### Task brief
Work through the data line by line, gathering every line that has the word "Send".

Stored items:
* * * * *
//! Contracts for the inference engines backing embedding and chat.
//!
//! The tensor runtime itself lives outside this crate; callers hand in
//! implementations of these traits at system construction. The crate
//! owns the batch/pooling data model and the process-wide backend
//! initialization guard.

use std::sync::Once;

use crate::error::Result;

/// How a sequence embedding is derived from per-token embeddings.
#[derive(Debug, Clone, Copy, PartialEq, Eq)]
pub enum Pooling {
    /// Average over the sequence's token positions.
    Mean,
    /// First token position.
    Cls,
    /// Last token position (engines that expose no pooled output).
    Last,
}

/// One tokenized input tagged with its caller-assigned sequence id.
#[derive(Debug, Clone)]
pub struct TokenSequence {
    pub id: usize,
    pub tokens: Vec<i32>,
}

/// A group of sequences submitted to the engine in one decode call.
#[derive(Debug, Clone, Default)]
pub struct TokenBatch {
    pub sequences: Vec<TokenSequence>,
}

impl TokenBatch {
    pub fn is_empty(&self) -> bool {
        self.sequences.is_empty()
    }

    pub fn seq_count(&self) -> usize {
        self.sequences.len()
    }

    pub fn token_count(&self) -> usize {
        self.sequences.iter().map(|s| s.tokens.len()).sum()
    }
}

/// A reusable decoding state owned by a [`crate::pool::ContextPool`].
///
/// Contexts carry engine-internal state between decodes; callers reset
/// it before every independent decoding.
pub trait InferenceContext: Send {
    fn clear_kv_cache(&mut self);
}

/// Turns batches of token sequences into per-position embeddings.
pub trait EmbeddingEngine: Send + Sync {
    /// Builds a fresh decoding context. May take seconds.
    fn new_context(&self) -> Result<Box<dyn InferenceContext>>;

    /// Tokenizes one input with the engine's vocabulary, including the
    /// engine's sentence-start marker when it requires one.
    fn tokenize(&self, text: &str) -> Result<Vec<i32>>;

    /// Width of the produced embedding vectors.
    fn dimension(&self) -> usize;

    /// Token capacity of a single decode call.
    fn token_budget(&self) -> usize;

    /// The pooling the engine's model was trained for.
    fn pooling(&self) -> Pooling;

    /// Decodes a batch and returns one embedding row per token
    /// position, flattened in batch order (sequence by sequence).
    fn decode(
        &self,
        ctx: &mut dyn InferenceContext,
        batch: &TokenBatch,
    ) -> Result<Vec<Vec<f32>>>;
}

/// Turns a formatted prompt into a response string.
pub trait ChatEngine: Send + Sync {
    fn new_context(&self) -> Result<Box<dyn InferenceContext>>;

    /// Number of tokens the prompt occupies in the engine vocabulary.
    fn count_tokens(&self, prompt: &str) -> Result<usize>;

    /// Total token window a context can hold.
    fn context_window(&self) -> usize;

    /// Greedy decoding; stops on end-of-generation or after
    /// `max_tokens` new tokens.
    fn generate(
        &self,
        ctx: &mut dyn InferenceContext,
        prompt: &str,
        max_tokens: usize,
    ) -> Result<String>;
}

static BACKEND_INIT: Once = Once::new();

/// Runs engine backend setup exactly once per process. Subsequent
/// calls, from any thread, are no-ops.
pub fn init_backend_once(setup: impl FnOnce()) {
    BACKEND_INIT.call_once(setup);
}

#[cfg(test)]
mod tests {
    use super::*;
    use std::sync::atomic::{AtomicUsize, Ordering};

    #[test]
    fn token_batch_counts() {
        let batch = TokenBatch {
            sequences: vec![
                TokenSequence { id: 0, tokens: vec![1, 2, 3] },
                TokenSequence { id: 2, tokens: vec![4] },
            ],
        };
        assert_eq!(batch.seq_count(), 2);
        assert_eq!(batch.token_count(), 4);
        assert!(!batch.is_empty());
        assert!(TokenBatch::default().is_empty());
    }

    #[test]
    fn backend_setup_runs_once() {
        static CALLS: AtomicUsize = AtomicUsize::new(0);
        let handles: Vec<_> = (0..8)
            .map(|_| {
                std::thread::spawn(|| {
                    init_backend_once(|| {
                        CALLS.fetch_add(1, Ordering::SeqCst);
                    })
                })
            })
            .collect();
        for h in handles {
            h.join().unwrap();
        }
        assert_eq!(CALLS.load(Ordering::SeqCst), 1);
    }
}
* * * * *
### Solution to this task
pub trait InferenceContext: Send {
pub trait EmbeddingEngine: Send + Sync {
pub trait ChatEngine: Send + Sync {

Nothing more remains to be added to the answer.